(Saved entries)

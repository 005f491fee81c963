pub trait Algo {
    fn assign(&mut self) -> Result<(), eyre::Error>;
}
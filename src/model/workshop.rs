use std::collections::BTreeSet;
use std::fmt;

#[derive(Clone, Copy, Debug, Eq, Hash, Ord, PartialEq, PartialOrd)]
pub struct WorkshopId(pub usize);

#[derive(Clone, Debug)]
pub struct Workshop {
    pub id: WorkshopId,
    pub name: String,
    pub languages: BTreeSet<String>,
    pub doable_from_restricted_origin: bool,
    pub organizer: String,
    pub slot: i64,
    /// Maximum number of participants, 0 meaning unlimited.
    pub participants: usize,
}

impl Workshop {
    /// Capacity of a fixed-size workshop, `None` for a variable-size one.
    pub fn capacity(&self) -> Option<usize> {
        (self.participants > 0).then_some(self.participants)
    }

    pub fn is_variable(&self) -> bool {
        self.participants == 0
    }
}

impl fmt::Display for Workshop {
    fn fmt(&self, f: &mut fmt::Formatter) -> fmt::Result {
        write!(f, "{} (slot {})", self.name, self.slot)
    }
}

#[test]
fn test_capacity() {
    let w = Workshop {
        id: WorkshopId(0),
        name: "dummy".into(),
        languages: BTreeSet::new(),
        doable_from_restricted_origin: false,
        organizer: "X".into(),
        slot: 1,
        participants: 0,
    };
    assert!(w.is_variable());
    assert_eq!(w.capacity(), None);
    let w = Workshop {
        participants: 12,
        ..w
    };
    assert!(!w.is_variable());
    assert_eq!(w.capacity(), Some(12));
    assert_eq!(w.to_string(), "dummy (slot 1)");
}
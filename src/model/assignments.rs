use super::*;

/// Per-trial assignment state. The cohort is shared, everything else is
/// owned, so that a fresh value starts with every workshop count at zero.
#[derive(Clone, Debug)]
pub struct Assignments<'c> {
    cohort: &'c Cohort,
    assigned: Vec<Vec<WorkshopId>>,
    attendees: Vec<Vec<StudentId>>,
}

impl<'c> Assignments<'c> {
    pub fn new(cohort: &'c Cohort) -> Assignments<'c> {
        Assignments {
            cohort,
            assigned: vec![Vec::new(); cohort.students.len()],
            attendees: vec![Vec::new(); cohort.workshops.len()],
        }
    }

    pub fn cohort(&self) -> &'c Cohort {
        self.cohort
    }

    pub fn student(&self, student: StudentId) -> &'c Student {
        self.cohort.student(student)
    }

    pub fn workshop(&self, workshop: WorkshopId) -> &'c Workshop {
        self.cohort.workshop(workshop)
    }

    pub fn all_students(&self) -> Vec<StudentId> {
        self.cohort.all_students()
    }

    pub fn all_workshops(&self) -> Vec<WorkshopId> {
        self.filter_workshops(|_| true)
    }

    pub fn filter_workshops<F>(&self, condition: F) -> Vec<WorkshopId>
    where
        F: Fn(WorkshopId) -> bool,
    {
        (0..self.cohort.workshops.len())
            .map(WorkshopId)
            .filter(|&w| condition(w))
            .collect()
    }

    /// Workshops held by a student, in assignment order.
    pub fn workshops_for(&self, StudentId(student): StudentId) -> &[WorkshopId] {
        &self.assigned[student]
    }

    pub fn students_for(&self, WorkshopId(workshop): WorkshopId) -> &[StudentId] {
        &self.attendees[workshop]
    }

    /// Number of students currently attending a workshop.
    pub fn count(&self, workshop: WorkshopId) -> usize {
        self.students_for(workshop).len()
    }

    pub fn holds(&self, student: StudentId, workshop: WorkshopId) -> bool {
        self.workshops_for(student).contains(&workshop)
    }

    pub fn assign_to(&mut self, student: StudentId, workshop: WorkshopId) {
        assert!(
            !self.holds(student, workshop),
            "workshop is already assigned to this student"
        );
        self.assigned[student.0].push(workshop);
        self.attendees[workshop.0].push(student);
    }

    /// Whether a workshop can accept one more student. Always true for a
    /// variable-size workshop.
    pub fn has_room(&self, workshop: WorkshopId) -> bool {
        self.workshop(workshop)
            .capacity()
            .is_none_or(|c| self.count(workshop) < c)
    }

    pub fn is_over_capacity(&self, workshop: WorkshopId) -> bool {
        self.workshop(workshop)
            .capacity()
            .is_some_and(|c| self.count(workshop) > c)
    }

    pub fn is_open(&self, workshop: WorkshopId) -> bool {
        !self.students_for(workshop).is_empty()
    }

    pub fn unassigned_students(&self) -> Vec<StudentId> {
        self.assigned
            .iter()
            .enumerate()
            .filter_map(|(id, workshops)| workshops.is_empty().then_some(StudentId(id)))
            .collect()
    }

    /// Students holding fewer than `target` workshops.
    pub fn incomplete_students(&self, target: usize) -> Vec<StudentId> {
        self.all_students()
            .into_iter()
            .filter(|&s| self.workshops_for(s).len() < target)
            .collect()
    }
}

#[cfg(test)]
mod tests {
    use super::super::fixtures::*;
    use super::*;

    #[test]
    fn test_counts() {
        let cohort = cohort(
            vec![student("en", false, "X"), student("en", false, "Y")],
            vec![
                workshop("A", "en", "Z", 1, 1),
                workshop("B", "en", "Z", 2, 0),
            ],
        );
        let mut a = Assignments::new(&cohort);
        assert_eq!(a.unassigned_students().len(), 2);
        assert!(a.has_room(WorkshopId(0)));
        a.assign_to(StudentId(0), WorkshopId(0));
        a.assign_to(StudentId(0), WorkshopId(1));
        a.assign_to(StudentId(1), WorkshopId(1));
        assert_eq!(a.count(WorkshopId(0)), 1);
        assert_eq!(a.count(WorkshopId(1)), 2);
        assert!(!a.has_room(WorkshopId(0)));
        assert!(a.has_room(WorkshopId(1)));
        assert!(!a.is_over_capacity(WorkshopId(0)));
        assert_eq!(
            a.workshops_for(StudentId(0)),
            &[WorkshopId(0), WorkshopId(1)]
        );
        assert_eq!(a.students_for(WorkshopId(1)), &[StudentId(0), StudentId(1)]);
        assert!(a.unassigned_students().is_empty());
        assert_eq!(a.incomplete_students(2), vec![StudentId(1)]);
    }

    #[test]
    fn test_fresh_state_per_trial() {
        let cohort = cohort(
            vec![student("en", false, "X")],
            vec![workshop("A", "en", "Z", 1, 1)],
        );
        let mut a = Assignments::new(&cohort);
        a.assign_to(StudentId(0), WorkshopId(0));
        let b = Assignments::new(&cohort);
        assert_eq!(a.count(WorkshopId(0)), 1);
        assert_eq!(b.count(WorkshopId(0)), 0);
    }

    #[test]
    #[should_panic(expected = "already assigned")]
    fn test_assign_twice() {
        let cohort = cohort(
            vec![student("en", false, "X")],
            vec![workshop("A", "en", "Z", 1, 0)],
        );
        let mut a = Assignments::new(&cohort);
        a.assign_to(StudentId(0), WorkshopId(0));
        a.assign_to(StudentId(0), WorkshopId(0));
    }
}
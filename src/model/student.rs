use std::collections::BTreeSet;

#[derive(Clone, Copy, Debug, Eq, Hash, Ord, PartialEq, PartialOrd)]
pub struct StudentId(pub usize);

#[derive(Clone, Debug)]
pub struct Student {
    pub id: StudentId,
    pub languages: BTreeSet<String>,
    pub restricted_origin: bool,
    pub school: String,
}

impl Student {
    pub fn speaks_any(&self, languages: &BTreeSet<String>) -> bool {
        !self.languages.is_disjoint(languages)
    }
}
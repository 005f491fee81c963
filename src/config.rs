use clap::ValueEnum;
use eyre::{Error, WrapErr};
use serde::Deserialize;
use std::fs;
use std::path::{Path, PathBuf};

pub const DEFAULT_CONFIG_FILE: &str = "wsolver.toml";

#[derive(Clone, Copy, Debug, Default, Deserialize, Eq, PartialEq, ValueEnum)]
#[serde(rename_all = "kebab-case")]
pub enum AlgorithmKind {
    /// All workshops are candidates in every round
    #[default]
    Greedy,
    /// One round per slot, with only the workshops of that slot
    BySlot,
}

#[derive(Debug, Default, Deserialize)]
#[serde(default, deny_unknown_fields)]
pub struct Config {
    pub input: InputConfig,
    pub output: OutputConfig,
    pub solver: SolverConfig,
}

#[derive(Debug, Deserialize)]
#[serde(default, deny_unknown_fields)]
pub struct InputConfig {
    pub students: PathBuf,
    pub workshops: PathBuf,
}

impl Default for InputConfig {
    fn default() -> Self {
        InputConfig {
            students: PathBuf::from("data/students.csv"),
            workshops: PathBuf::from("data/workshops.csv"),
        }
    }
}

#[derive(Debug, Deserialize)]
#[serde(default, deny_unknown_fields)]
pub struct OutputConfig {
    pub mapping: PathBuf,
}

impl Default for OutputConfig {
    fn default() -> Self {
        OutputConfig {
            mapping: PathBuf::from("data/mapping.csv"),
        }
    }
}

#[derive(Clone, Debug, Deserialize)]
#[serde(default, deny_unknown_fields)]
pub struct SolverConfig {
    pub algorithm: AlgorithmKind,
    /// Number of workshops wanted for every student.
    pub rounds: usize,
    /// Number of shuffled trials, the best one being kept.
    pub runs: usize,
    /// Seed of the first trial, the following ones using the next seeds.
    pub seed: u64,
}

impl Default for SolverConfig {
    fn default() -> Self {
        SolverConfig {
            algorithm: AlgorithmKind::Greedy,
            rounds: 3,
            runs: 10,
            seed: 0,
        }
    }
}

impl Config {
    pub fn load(file_name: &Path) -> Result<Config, Error> {
        let content = fs::read_to_string(file_name)
            .wrap_err_with(|| format!("cannot load configuration file {}", file_name.display()))?;
        Config::parse(&content)
            .wrap_err_with(|| format!("cannot parse configuration file {}", file_name.display()))
    }

    pub fn parse(content: &str) -> Result<Config, Error> {
        Ok(toml::from_str(content)?)
    }

    /// Load the given configuration file, or the default one if it exists.
    pub fn load_or_default(file_name: Option<&Path>) -> Result<Config, Error> {
        match file_name {
            Some(file_name) => Config::load(file_name),
            None if Path::new(DEFAULT_CONFIG_FILE).exists() => {
                Config::load(Path::new(DEFAULT_CONFIG_FILE))
            }
            None => Ok(Config::default()),
        }
    }
}
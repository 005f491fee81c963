use super::{Student, StudentId, Workshop, WorkshopId};

/// Students and workshops of a run, indexed by their dense identifiers.
/// Never modified once built, and shared by every trial.
#[derive(Debug)]
pub struct Cohort {
    pub students: Vec<Student>,
    pub workshops: Vec<Workshop>,
}

impl Cohort {
    pub fn new(students: Vec<Student>, workshops: Vec<Workshop>) -> Cohort {
        debug_assert!(students.iter().enumerate().all(|(i, s)| s.id.0 == i));
        debug_assert!(workshops.iter().enumerate().all(|(i, w)| w.id.0 == i));
        Cohort {
            students,
            workshops,
        }
    }

    pub fn student(&self, StudentId(student): StudentId) -> &Student {
        &self.students[student]
    }

    pub fn workshop(&self, WorkshopId(workshop): WorkshopId) -> &Workshop {
        &self.workshops[workshop]
    }

    pub fn all_students(&self) -> Vec<StudentId> {
        (0..self.students.len()).map(StudentId).collect()
    }

    pub fn all_workshops(&self) -> Vec<WorkshopId> {
        (0..self.workshops.len()).map(WorkshopId).collect()
    }

    /// Distinct slots, in ascending order.
    pub fn slots(&self) -> Vec<i64> {
        let mut slots = self.workshops.iter().map(|w| w.slot).collect::<Vec<_>>();
        slots.sort_unstable();
        slots.dedup();
        slots
    }
}
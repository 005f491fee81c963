use crate::model::{Student, StudentId, Workshop, WorkshopId};
use eyre::{Error, WrapErr};
use serde::Deserialize;
use std::collections::BTreeSet;
use std::fs::File;
use std::io;
use std::path::{Path, PathBuf};
use tracing::{debug, info};

#[derive(Debug, Deserialize)]
struct StudentRecord {
    student_id: usize,
    languages: String,
    from_lampedusa: String,
    school: String,
}

#[derive(Debug, Deserialize)]
struct WorkshopRecord {
    workshop_id: usize,
    name: String,
    languages: String,
    doable_from_lampedusa: String,
    organizer: String,
    slot: i64,
    participants: Option<usize>,
}

/// One output row: a student identifier and the identifiers of the
/// workshops assigned to them, in assignment order.
pub type MappingRow = (usize, Vec<usize>);

pub struct CsvLoader {
    students: PathBuf,
    workshops: PathBuf,
    mapping: PathBuf,
}

fn parse_languages(languages: &str) -> BTreeSet<String> {
    languages
        .split(',')
        .map(str::trim)
        .filter(|l| !l.is_empty())
        .map(String::from)
        .collect()
}

/// Boolean-like cells are true when they read `true`, in any case.
fn parse_flag(flag: &str) -> bool {
    flag.trim().eq_ignore_ascii_case("true")
}

fn reader<R: io::Read>(reader: R) -> csv::Reader<R> {
    csv::ReaderBuilder::new()
        .trim(csv::Trim::All)
        .from_reader(reader)
}

fn open(path: &Path) -> Result<File, Error> {
    File::open(path).wrap_err_with(|| format!("cannot open {}", path.display()))
}

pub fn read_students<R: io::Read>(input: R) -> Result<Vec<Student>, Error> {
    reader(input)
        .deserialize()
        .map(|record| -> Result<Student, Error> {
            let record: StudentRecord = record?;
            Ok(Student {
                id: StudentId(record.student_id),
                languages: parse_languages(&record.languages),
                restricted_origin: parse_flag(&record.from_lampedusa),
                school: record.school,
            })
        })
        .collect()
}

pub fn read_workshops<R: io::Read>(input: R) -> Result<Vec<Workshop>, Error> {
    reader(input)
        .deserialize()
        .map(|record| -> Result<Workshop, Error> {
            let record: WorkshopRecord = record?;
            Ok(Workshop {
                id: WorkshopId(record.workshop_id),
                name: record.name,
                languages: parse_languages(&record.languages),
                doable_from_restricted_origin: parse_flag(&record.doable_from_lampedusa),
                organizer: record.organizer,
                slot: record.slot,
                participants: record.participants.unwrap_or(0),
            })
        })
        .collect()
}

/// Write one row per student. There are as many workshop columns as the
/// largest number of workshops held by a student, and shorter rows are
/// padded with empty cells.
pub fn write_mapping<W: io::Write>(output: W, rows: &[MappingRow]) -> Result<(), Error> {
    let columns = rows.iter().map(|(_, w)| w.len()).max().unwrap_or(0);
    let mut writer = csv::Writer::from_writer(output);
    let header = std::iter::once("student_id".to_owned())
        .chain((1..=columns).map(|i| format!("workshop_id_{i}")))
        .collect::<Vec<_>>();
    writer.write_record(&header)?;
    for (student, workshops) in rows {
        let record = std::iter::once(student.to_string())
            .chain(workshops.iter().map(ToString::to_string))
            .chain(std::iter::repeat_n(String::new(), columns - workshops.len()))
            .collect::<Vec<_>>();
        writer.write_record(&record)?;
    }
    writer.flush()?;
    Ok(())
}

impl CsvLoader {
    pub fn new(students: &Path, workshops: &Path, mapping: &Path) -> CsvLoader {
        CsvLoader {
            students: students.to_owned(),
            workshops: workshops.to_owned(),
            mapping: mapping.to_owned(),
        }
    }

    pub fn load(&self) -> Result<(Vec<Student>, Vec<Workshop>), Error> {
        let students = read_students(open(&self.students)?).wrap_err_with(|| {
            format!("cannot load students from {}", self.students.display())
        })?;
        let workshops = read_workshops(open(&self.workshops)?).wrap_err_with(|| {
            format!("cannot load workshops from {}", self.workshops.display())
        })?;
        info!(
            students = students.len(),
            workshops = workshops.len(),
            "Loaded cohort"
        );
        Ok((students, workshops))
    }

    pub fn save_mapping(&self, rows: &[MappingRow]) -> Result<(), Error> {
        let file = File::create(&self.mapping)
            .wrap_err_with(|| format!("cannot create {}", self.mapping.display()))?;
        write_mapping(file, rows)
            .wrap_err_with(|| format!("cannot save mapping to {}", self.mapping.display()))?;
        debug!(path = %self.mapping.display(), rows = rows.len(), "Mapping saved");
        Ok(())
    }
}
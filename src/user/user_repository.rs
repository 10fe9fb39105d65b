use async_trait::async_trait;
use sqlx::types::Json;

use super::user_models::User;
use crate::{db::DbPool, error::StoreError};

/// Read-only access to the users collection.
#[async_trait]
pub trait UserRepository: Send + Sync {
    async fn find_by_username(&self, username: &str) -> Result<Option<User>, StoreError>;
}

#[derive(Clone)]
pub struct PgUserRepository {
    pool: DbPool,
}

impl PgUserRepository {
    pub fn new(pool: DbPool) -> Self {
        Self { pool }
    }
}

#[async_trait]
impl UserRepository for PgUserRepository {
    async fn find_by_username(&self, username: &str) -> Result<Option<User>, StoreError> {
        let user = sqlx::query_scalar::<_, Json<User>>(
            "SELECT data FROM usuarios WHERE data->>'Usuario' = $1 LIMIT 1",
        )
        .bind(username)
        .fetch_optional(&self.pool)
        .await?;

        Ok(user.map(|Json(user)| user))
    }
}
use serde::Deserialize;
use utoipa::ToSchema;

#[derive(Debug, Deserialize, ToSchema)]
pub struct LoginRequest {
    pub username: String,
    pub password: String,
}
use async_trait::async_trait;
use sqlx::types::Json;
use uuid::Uuid;

use super::order_models::{Document, Order, UpdateResult};
use crate::{db::DbPool, error::StoreError};

/// Persistence operations on the orders collection.
#[async_trait]
pub trait OrderRepository: Send + Sync {
    /// Every stored order, in insertion order.
    async fn find_all(&self) -> Result<Vec<Order>, StoreError>;

    /// Stores `fields` as a new document and returns its assigned id.
    async fn insert_one(&self, fields: Document) -> Result<Uuid, StoreError>;

    /// Overwrites the top-level keys present in `fields`, leaving the rest untouched.
    async fn update_one(&self, id: Uuid, fields: Document) -> Result<UpdateResult, StoreError>;
}

#[derive(sqlx::FromRow)]
struct OrderRow {
    id: Uuid,
    data: Json<Document>,
}

impl From<OrderRow> for Order {
    fn from(row: OrderRow) -> Self {
        Self {
            id: row.id,
            fields: row.data.0,
        }
    }
}

#[derive(Clone)]
pub struct PgOrderRepository {
    pool: DbPool,
}

impl PgOrderRepository {
    pub fn new(pool: DbPool) -> Self {
        Self { pool }
    }
}

#[async_trait]
impl OrderRepository for PgOrderRepository {
    async fn find_all(&self) -> Result<Vec<Order>, StoreError> {
        let rows = sqlx::query_as::<_, OrderRow>("SELECT id, data FROM pedidos ORDER BY seq")
            .fetch_all(&self.pool)
            .await?;

        Ok(rows.into_iter().map(Order::from).collect())
    }

    async fn insert_one(&self, fields: Document) -> Result<Uuid, StoreError> {
        let id = Uuid::new_v4();
        sqlx::query("INSERT INTO pedidos (id, data) VALUES ($1, $2)")
            .bind(id)
            .bind(Json(fields))
            .execute(&self.pool)
            .await?;

        Ok(id)
    }

    async fn update_one(&self, id: Uuid, fields: Document) -> Result<UpdateResult, StoreError> {
        // jsonb `||` replaces matching top-level keys and keeps the others
        let result = sqlx::query("UPDATE pedidos SET data = data || $2 WHERE id = $1")
            .bind(id)
            .bind(Json(fields))
            .execute(&self.pool)
            .await?;

        Ok(UpdateResult {
            matched_count: result.rows_affected(),
        })
    }
}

— INSTRUCTIONS FOR THE TASK —
Select every line above that contains the word "columns", and copy it.

— SOLUTION TO THE PROBLEM —
/// Write one row per student. There are as many workshop columns as the
    let columns = rows.iter().map(|(_, w)| w.len()).max().unwrap_or(0);
        .chain((1..=columns).map(|i| format!("workshop_id_{i}")))
            .chain(std::iter::repeat_n(String::new(), columns - workshops.len()))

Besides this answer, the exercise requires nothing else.